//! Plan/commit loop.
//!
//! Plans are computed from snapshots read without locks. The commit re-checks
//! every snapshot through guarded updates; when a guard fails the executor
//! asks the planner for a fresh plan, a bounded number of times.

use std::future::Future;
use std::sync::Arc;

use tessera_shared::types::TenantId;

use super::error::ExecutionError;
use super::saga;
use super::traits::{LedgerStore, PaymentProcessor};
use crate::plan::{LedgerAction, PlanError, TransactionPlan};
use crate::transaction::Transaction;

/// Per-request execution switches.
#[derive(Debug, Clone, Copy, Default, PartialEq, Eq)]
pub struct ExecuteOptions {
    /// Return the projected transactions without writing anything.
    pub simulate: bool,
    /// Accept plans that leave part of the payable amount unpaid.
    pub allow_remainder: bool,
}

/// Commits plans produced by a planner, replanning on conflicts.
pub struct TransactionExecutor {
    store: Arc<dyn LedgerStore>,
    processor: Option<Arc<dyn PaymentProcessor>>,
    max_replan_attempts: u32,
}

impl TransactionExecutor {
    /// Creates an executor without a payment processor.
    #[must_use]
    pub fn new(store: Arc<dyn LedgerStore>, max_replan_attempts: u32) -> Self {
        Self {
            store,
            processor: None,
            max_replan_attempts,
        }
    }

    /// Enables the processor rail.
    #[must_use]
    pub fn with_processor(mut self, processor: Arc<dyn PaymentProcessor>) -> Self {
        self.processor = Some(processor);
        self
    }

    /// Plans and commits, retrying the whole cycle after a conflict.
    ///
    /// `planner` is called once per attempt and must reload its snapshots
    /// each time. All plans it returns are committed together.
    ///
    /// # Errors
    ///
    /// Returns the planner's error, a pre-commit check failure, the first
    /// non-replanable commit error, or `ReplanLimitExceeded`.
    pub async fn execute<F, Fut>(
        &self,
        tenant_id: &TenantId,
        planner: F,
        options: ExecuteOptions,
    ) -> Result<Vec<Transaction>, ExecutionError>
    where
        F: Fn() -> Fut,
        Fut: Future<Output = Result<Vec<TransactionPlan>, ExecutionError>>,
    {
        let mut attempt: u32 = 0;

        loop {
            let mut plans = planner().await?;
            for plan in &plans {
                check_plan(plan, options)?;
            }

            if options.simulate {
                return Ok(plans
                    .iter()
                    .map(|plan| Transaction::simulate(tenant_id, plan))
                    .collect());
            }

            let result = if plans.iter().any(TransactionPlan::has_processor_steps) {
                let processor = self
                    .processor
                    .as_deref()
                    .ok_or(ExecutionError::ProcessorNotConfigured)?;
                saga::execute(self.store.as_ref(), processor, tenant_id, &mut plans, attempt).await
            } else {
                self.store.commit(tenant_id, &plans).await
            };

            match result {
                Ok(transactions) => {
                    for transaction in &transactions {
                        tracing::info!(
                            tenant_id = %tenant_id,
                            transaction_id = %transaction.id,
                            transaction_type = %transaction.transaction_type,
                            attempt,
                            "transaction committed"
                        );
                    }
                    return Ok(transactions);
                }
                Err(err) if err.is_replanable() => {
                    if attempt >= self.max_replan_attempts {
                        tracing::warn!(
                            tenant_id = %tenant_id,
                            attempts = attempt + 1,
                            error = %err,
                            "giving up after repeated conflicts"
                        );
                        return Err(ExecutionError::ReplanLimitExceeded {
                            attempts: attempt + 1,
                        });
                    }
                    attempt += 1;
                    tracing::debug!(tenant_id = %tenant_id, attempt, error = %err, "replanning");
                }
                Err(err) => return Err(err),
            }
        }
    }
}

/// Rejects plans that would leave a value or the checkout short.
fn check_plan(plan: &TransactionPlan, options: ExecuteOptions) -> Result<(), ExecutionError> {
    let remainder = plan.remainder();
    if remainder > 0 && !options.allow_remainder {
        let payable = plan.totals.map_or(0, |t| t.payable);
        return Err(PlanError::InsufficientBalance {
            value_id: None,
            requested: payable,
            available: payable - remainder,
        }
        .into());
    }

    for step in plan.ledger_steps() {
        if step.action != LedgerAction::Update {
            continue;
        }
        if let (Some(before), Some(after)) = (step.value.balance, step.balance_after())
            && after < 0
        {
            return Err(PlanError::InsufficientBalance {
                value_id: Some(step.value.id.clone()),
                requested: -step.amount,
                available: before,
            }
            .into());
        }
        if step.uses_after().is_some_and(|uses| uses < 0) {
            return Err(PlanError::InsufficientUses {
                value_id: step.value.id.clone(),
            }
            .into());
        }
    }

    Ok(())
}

--*--

▸ TASK GOAL
Would you set down every entry again, exactly?

▸ RESULT
//! Plan/commit loop.
//!
//! Plans are computed from snapshots read without locks. The commit re-checks
//! every snapshot through guarded updates; when a guard fails the executor
//! asks the planner for a fresh plan, a bounded number of times.

use std::future::Future;
use std::sync::Arc;

use tessera_shared::types::TenantId;

use super::error::ExecutionError;
use super::saga;
use super::traits::{LedgerStore, PaymentProcessor};
use crate::plan::{LedgerAction, PlanError, TransactionPlan};
use crate::transaction::Transaction;

/// Per-request execution switches.
#[derive(Debug, Clone, Copy, Default, PartialEq, Eq)]
pub struct ExecuteOptions {
    /// Return the projected transactions without writing anything.
    pub simulate: bool,
    /// Accept plans that leave part of the payable amount unpaid.
    pub allow_remainder: bool,
}

/// Commits plans produced by a planner, replanning on conflicts.
pub struct TransactionExecutor {
    store: Arc<dyn LedgerStore>,
    processor: Option<Arc<dyn PaymentProcessor>>,
    max_replan_attempts: u32,
}

impl TransactionExecutor {
    /// Creates an executor without a payment processor.
    #[must_use]
    pub fn new(store: Arc<dyn LedgerStore>, max_replan_attempts: u32) -> Self {
        Self {
            store,
            processor: None,
            max_replan_attempts,
        }
    }

    /// Enables the processor rail.
    #[must_use]
    pub fn with_processor(mut self, processor: Arc<dyn PaymentProcessor>) -> Self {
        self.processor = Some(processor);
        self
    }

    /// Plans and commits, retrying the whole cycle after a conflict.
    ///
    /// `planner` is called once per attempt and must reload its snapshots
    /// each time. All plans it returns are committed together.
    ///
    /// # Errors
    ///
    /// Returns the planner's error, a pre-commit check failure, the first
    /// non-replanable commit error, or `ReplanLimitExceeded`.
    pub async fn execute<F, Fut>(
        &self,
        tenant_id: &TenantId,
        planner: F,
        options: ExecuteOptions,
    ) -> Result<Vec<Transaction>, ExecutionError>
    where
        F: Fn() -> Fut,
        Fut: Future<Output = Result<Vec<TransactionPlan>, ExecutionError>>,
    {
        let mut attempt: u32 = 0;

        loop {
            let mut plans = planner().await?;
            for plan in &plans {
                check_plan(plan, options)?;
            }

            if options.simulate {
                return Ok(plans
                    .iter()
                    .map(|plan| Transaction::simulate(tenant_id, plan))
                    .collect());
            }

            let result = if plans.iter().any(TransactionPlan::has_processor_steps) {
                let processor = self
                    .processor
                    .as_deref()
                    .ok_or(ExecutionError::ProcessorNotConfigured)?;
                saga::execute(self.store.as_ref(), processor, tenant_id, &mut plans, attempt).await
            } else {
                self.store.commit(tenant_id, &plans).await
            };

            match result {
                Ok(transactions) => {
                    for transaction in &transactions {
                        tracing::info!(
                            tenant_id = %tenant_id,
                            transaction_id = %transaction.id,
                            transaction_type = %transaction.transaction_type,
                            attempt,
                            "transaction committed"
                        );
                    }
                    return Ok(transactions);
                }
                Err(err) if err.is_replanable() => {
                    if attempt >= self.max_replan_attempts {
                        tracing::warn!(
                            tenant_id = %tenant_id,
                            attempts = attempt + 1,
                            error = %err,
                            "giving up after repeated conflicts"
                        );
                        return Err(ExecutionError::ReplanLimitExceeded {
                            attempts: attempt + 1,
                        });
                    }
                    attempt += 1;
                    tracing::debug!(tenant_id = %tenant_id, attempt, error = %err, "replanning");
                }
                Err(err) => return Err(err),
            }
        }
    }
}

/// Rejects plans that would leave a value or the checkout short.
fn check_plan(plan: &TransactionPlan, options: ExecuteOptions) -> Result<(), ExecutionError> {
    let remainder = plan.remainder();
    if remainder > 0 && !options.allow_remainder {
        let payable = plan.totals.map_or(0, |t| t.payable);
        return Err(PlanError::InsufficientBalance {
            value_id: None,
            requested: payable,
            available: payable - remainder,
        }
        .into());
    }

    for step in plan.ledger_steps() {
        if step.action != LedgerAction::Update {
            continue;
        }
        if let (Some(before), Some(after)) = (step.value.balance, step.balance_after())
            && after < 0
        {
            return Err(PlanError::InsufficientBalance {
                value_id: Some(step.value.id.clone()),
                requested: -step.amount,
                available: before,
            }
            .into());
        }
        if step.uses_after().is_some_and(|uses| uses < 0) {
            return Err(PlanError::InsufficientUses {
                value_id: step.value.id.clone(),
            }
            .into());
        }
    }

    Ok(())
}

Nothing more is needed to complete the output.